Notes From Work: Productivity and Work-Life Balance
At my workplace, there was a recent discussion about work-life balance and productivity.
Let’s start by defining productivity. Productivity is the effectiveness of a unit that produces output compared to the input. It is always a relative ratio that takes into account a person’s skills and abilities to achieve their role objectives. However, human productivity is difficult to measure quantitatively because it is influenced by various factors like attitude, ability to work in a team, report and collaborate with peers, juniors, and seniors, and contribute to a larger goal. If a person is leading a team, their productivity is also dependent on their leadership skills and the outcome expected from the team.
Let’s explore work-life balance now. Work-life balance has grown as a subject driven by information technology jobs. As technology has evolved, work has proliferated into our lives; the Internet makes us ubiquitous, and devices make us accessible. This results in a 24*7 work situation, and that affects the balance in the other aspects of lives — family, personal time, hobbies among others.
“It couldn’t last. Everyone was just killing time. But if all they did was kill time, time would end up killing them.”
― Michael Grant, Gone
I have always believed that, after close to three decades of contributing to and managing teams, productivity and work-life balance are two sides of the same coin. If you are productive at work, then you can achieve a work-life balance.
Work that spills out of office hours is normally the result of ineffective work style, procrastination, non-communication, and bad attitude. The fact that the role in question demanded a clear time-bound action and effective question, the work that spilled over were mostly follow-ups and need for inputs that affected my work. The need for work-life balance brings the productivity question to the fore. If we are absent from work, then work will follow us home.
Factory environments are perfect examples of how work was left at the workplace and the non-work hours were about rest. But factories were about physical labor; today’s office environment is about mental exercise, and therefore the work-life balance must take a primary spot in the employees’ lives. But to achieve that, there has to be a clear structure of work and effective agreement to communicate well.
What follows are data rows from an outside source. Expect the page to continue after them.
/// (take-nth n coll) - every nth element; n <= 0 repeats the first forever
pub fn builtin_take_nth(args: &[Value]) -> Result<Value> {
    arity("take-nth", args, 2)?;
    let n = require_int("take-nth", &args[0])?;
    let coll = args[1].clone();
    Ok(lazy_from(args, move || {
        let n = match usize::try_from(n) {
            Ok(n) if n > 0 => n,
            _ => {
                return match first_of(&coll) {
                    Ok(x) => Box::new(std::iter::repeat(x).map(Ok)),
                    Err(e) => fail(e),
                };
            }
        };
        let mut i = 0usize;
        Box::new(coll.seq_iter().filter(move |item| {
            if item.is_err() {
                return true;
            }
            let keep = i % n == 0;
            i += 1;
            keep
        }))
    }))
}

/// (drop-last coll) or (drop-last n coll)
pub fn builtin_drop_last(args: &[Value]) -> Result<Value> {
    arity_range("drop-last", args, 1, 2)?;
    let (n, coll) = match args {
        [coll] => (1, coll.clone()),
        [n, coll, ..] => (require_count("drop-last", n)?, coll.clone()),
        [] => return Err(Error::arity_range("drop-last", 1, 2, 0)),
    };
    Ok(lazy_from(args, move || {
        let mut src = coll.seq_iter();
        let mut buffer: VecDeque<Value> = VecDeque::with_capacity(n + 1);
        Box::new(std::iter::from_fn(move || {
            loop {
                match src.next()? {
                    Ok(x) => {
                        buffer.push_back(x);
                        if buffer.len() > n {
                            return buffer.pop_front().map(Ok);
                        }
                    }
                    Err(e) => return Some(Err(e)),
                }
            }
        }))
    }))
}

/// (distinct coll) - first occurrence of each element, by equality
pub fn builtin_distinct(args: &[Value]) -> Result<Value> {
    arity("distinct", args, 1)?;
    let coll = args[0].clone();
    Ok(lazy_from(args, move || {
        let mut seen: HashSet<Value> = HashSet::new();
        Box::new(coll.seq_iter().filter(move |item| match item {
            Ok(x) => seen.insert(x.clone()),
            Err(_) => true,
        }))
    }))
}

// ============================================================================
// Partitioning
// ============================================================================

/// Sliding windows of `n` elements, starting every `step` elements.
struct Partitions {
    src: SeqIter,
    n: usize,
    step: usize,
    pad: Vec<Value>,
    all: bool,
    window: Vec<Value>,
    /// Position within the current step
    i: usize,
    done: bool,
}

impl Iterator for Partitions {
    type Item = Result<Value>;

    fn next(&mut self) -> Option<Self::Item> {
        if self.done {
            return None;
        }
        loop {
            match self.src.next() {
                Some(Ok(x)) => {
                    let mut full = None;
                    if self.i < self.n {
                        self.window.push(x);
                        if self.window.len() == self.n {
                            let window = std::mem::take(&mut self.window);
                            if self.step < self.n {
                                self.window = window[self.step..].to_vec();
                            }
                            full = Some(window);
                        }
                    }
                    self.i += 1;
                    if self.i == self.step {
                        self.i = 0;
                    }
                    if let Some(window) = full {
                        return Some(Ok(Value::array(window)));
                    }
                }
                Some(Err(e)) => {
                    self.done = true;
                    return Some(Err(e));
                }
                None => {
                    self.done = true;
                    let mut tail = std::mem::take(&mut self.window);
                    if tail.is_empty() {
                        return None;
                    }
                    if tail.len() == self.n || self.all {
                        return Some(Ok(Value::array(tail)));
                    }
                    if !self.pad.is_empty() {
                        let missing = self.n - tail.len();
                        tail.extend(self.pad.iter().take(missing).cloned());
                        return Some(Ok(Value::array(tail)));
                    }
                    return None;
                }
            }
        }
    }
}

fn positive(op: &'static str, what: &str, val: &Value) -> Result<usize> {
    let n = require_int(op, val)?;
    match usize::try_from(n) {
        Ok(n) if n > 0 => Ok(n),
        _ => Err(Error::illegal(op, format!("{} must be positive, got {}", what, n))),
    }
}

fn partition_seq(args: &[Value], n: usize, step: usize, pad: Value, coll: Value, all: bool) -> Value {
    lazy_from(args, move || {
        let pad = match pad.to_vec() {
            Ok(pad) => pad,
            Err(e) => return fail(e),
        };
        Box::new(Partitions {
            src: coll.seq_iter(),
            n,
            step,
            pad,
            all,
            window: Vec::with_capacity(n),
            i: 0,
            done: false,
        })
    })
}

/// (partition n coll) (partition n step coll) (partition n step pad coll)
///
/// A short final window is dropped unless a pad is given; the pad may
/// itself be too short to fill the window.
pub fn builtin_partition(args: &[Value]) -> Result<Value> {
    arity_range("partition", args, 2, 4)?;
    let n = positive("partition", "size", &args[0])?;
    let (step, pad, coll) = match &args[1..] {
        [coll] => (n, Value::Nil, coll),
        [step, coll] => (positive("partition", "step", step)?, Value::Nil, coll),
        [step, pad, coll, ..] => (positive("partition", "step", step)?, pad.clone(), coll),
        [] => return Err(Error::arity_range("partition", 2, 4, args.len())),
    };
    Ok(partition_seq(args, n, step, pad, coll.clone(), false))
}

/// (partition-all n coll) (partition-all n step coll)
pub fn builtin_partition_all(args: &[Value]) -> Result<Value> {
    arity_range("partition-all", args, 2, 3)?;
    let n = positive("partition-all", "size", &args[0])?;
    let (step, coll) = match &args[1..] {
        [coll] => (n, coll),
        [step, coll, ..] => (positive("partition-all", "step", step)?, coll),
        [] => return Err(Error::arity_range("partition-all", 2, 3, args.len())),
    };
    Ok(partition_seq(args, n, step, Value::Nil, coll.clone(), true))
}

// ============================================================================
// Interleaving
// ============================================================================

/// Round-robin over several sources, stopping when any runs dry.
struct Interleave {
    iters: Vec<SeqIter>,
    pending: VecDeque<Value>,
    done: bool,
}

impl Iterator for Interleave {
    type Item = Result<Value>;

    fn next(&mut self) -> Option<Self::Item> {
        if let Some(x) = self.pending.pop_front() {
            return Some(Ok(x));
        }
        if self.done || self.iters.is_empty() {
            return None;
        }
        for it in &mut self.iters {
            match it.next() {
                Some(Ok(x)) => self.pending.push_back(x),
                Some(Err(e)) => {
                    self.done = true;
                    return Some(Err(e));
                }
                None => {
                    // A partial round is discarded
                    self.done = true;
                    self.pending.clear();
                    return None;
                }
            }
        }
        self.pending.pop_front().map(Ok)
    }
}

/// (interleave & colls)
pub fn builtin_interleave(args: &[Value]) -> Result<Value> {
    let colls = args.to_vec();
    Ok(lazy_from(args, move || {
        Box::new(Interleave {
            iters: colls.iter().map(Value::seq_iter).collect(),
            pending: VecDeque::new(),
            done: false,
        })
    }))
}

/// (interpose sep coll)
pub fn builtin_interpose(args: &[Value]) -> Result<Value> {
    arity("interpose", args, 2)?;
    let (sep, coll) = (args[0].clone(), args[1].clone());
    Ok(lazy_from(args, move || {
        let seps: SeqIter = Box::new(std::iter::repeat(sep.clone()).map(Ok));
        skip_ok(
            Box::new(Interleave {
                iters: vec![seps, coll.seq_iter()],
                pending: VecDeque::new(),
                done: false,
            }),
            1,
        )
    }))
}

// ============================================================================
// Splitting and reordering
// ============================================================================

/// (split-at n coll) - `[(take n coll) (drop n coll)]`
pub fn builtin_split_at(args: &[Value]) -> Result<Value> {
    arity("split-at", args, 2)?;
    Ok(Value::array([builtin_take(args)?, builtin_drop(args)?]))
}

/// (split-with pred coll) - `[(take-while pred coll) (drop-while pred coll)]`
pub fn builtin_split_with(args: &[Value]) -> Result<Value> {
    arity("split-with", args, 2)?;
    Ok(Value::array([
        builtin_take_while(args)?,
        builtin_drop_while(args)?,
    ]))
}

/// (reverse coll) - new array, input untouched
pub fn builtin_reverse(args: &[Value]) -> Result<Value> {
    arity("reverse", args, 1)?;
    let mut items = args[0].to_vec()?;
    items.reverse();
    Ok(Value::array(items))
}

/// (replace smap coll) - swap elements found as keys of smap
///
/// Arrays are replaced eagerly into a new array; other sources lazily.
pub fn builtin_replace(args: &[Value]) -> Result<Value> {
    arity("replace", args, 2)?;
    let smap = args[0].clone();
    let substitute = move |x: Value| lookup(&smap, &x).unwrap_or(x);
    if let Value::Array(_) = &args[1] {
        let items = args[1].to_vec()?;
        return Ok(Value::array(items.into_iter().map(substitute)));
    }
    let coll = args[1].clone();
    let substitute = Rc::new(substitute);
    Ok(lazy_from(args, move || {
        let substitute = Rc::clone(&substitute);
        Box::new(coll.seq_iter().map(move |item| item.map(|x| substitute(x))))
    }))
}

#[cfg(test)]
mod tests {
    use super::*;

    fn int(n: i64) -> Value {
        Value::int(n)
    }

    fn ints(ns: &[i64]) -> Value {
        Value::array(ns.iter().map(|n| int(*n)))
    }

    #[test]
    fn test_partition_step() {
        let p = builtin_partition(&[int(3), int(2), ints(&[1, 2, 3, 4, 5])]).unwrap();
        assert_eq!(
            p.to_vec().unwrap(),
            vec![ints(&[1, 2, 3]), ints(&[3, 4, 5])]
        );
    }

    #[test]
    fn test_partition_partial_pad() {
        let p = builtin_partition(&[int(3), int(3), ints(&[9]), ints(&[1, 2, 3, 4])]).unwrap();
        assert_eq!(p.to_vec().unwrap(), vec![ints(&[1, 2, 3]), ints(&[4, 9])]);
    }

    #[test]
    fn test_partition_rejects_zero_size() {
        assert!(builtin_partition(&[int(0), ints(&[1])]).is_err());
    }

    #[test]
    fn test_interleave_stops_at_shortest() {
        let s = builtin_interleave(&[ints(&[1, 2, 3]), ints(&[10, 20])]).unwrap();
        assert_eq!(s.to_vec().unwrap(), ints(&[1, 10, 2, 20]).to_vec().unwrap());
    }

    #[test]
    fn test_drop_last() {
        let s = builtin_drop_last(&[int(2), ints(&[1, 2, 3, 4])]).unwrap();
        assert_eq!(s.to_vec().unwrap(), vec![int(1), int(2)]);
    }
}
The leader who is responsible for getting the job done should not create time-bound work timings but should enable a flexible working environment with time-bound outcomes. This might require upgrading the employee’s skillset and clear distribution of work with a big-picture context communicated clearly. The team must reach out to its leader, and if needed reach one level above, to get the clarification sought. Communication gaps arise through hierarchies and micro-managerial work styles.
If the work timings are say 9 to 5 pm, there should be a huddle at the start of the day and then a short and clear communication while signing off. This might help the other stakeholders to calibrate and adjust their timelines as they might depend on the team’s output that might be needed elsewhere. This is where the big-picture setting helps.
I also realized the need to bifurcate official and personal communication. We moved into Google Workspace, where we could create workgroups, rather than use WhatsApp. Most of us use WhatsApp for both personal and official interactions. Tools like Google Workspace, Microsoft Teams, and Slack enable instantaneous, traceable communication through collaboration and productivity features, thereby enabling the separation of work and non-work communication, and improving work outcomes.
Lastly, no tool is better than the human mind. The human mind is a great gift, and a positive environment must bring out the best of our minds through effective work styles at the office and separation of work and non-work communication.
Work-life balance is not done by blocking work, but instead by planning and delivering at work effectively. Work is part of life and the balance is lost once the work outputs become ineffective. There are no shortcuts, it is about planning, collaborating, and achieving stuff at work so that the work stays at the workplace.
Sometimes, a hard reset is needed with clear expectation setting and allowing a path for clear and open-minded communication. Then, work becomes effective, and work-life balance automatically happens.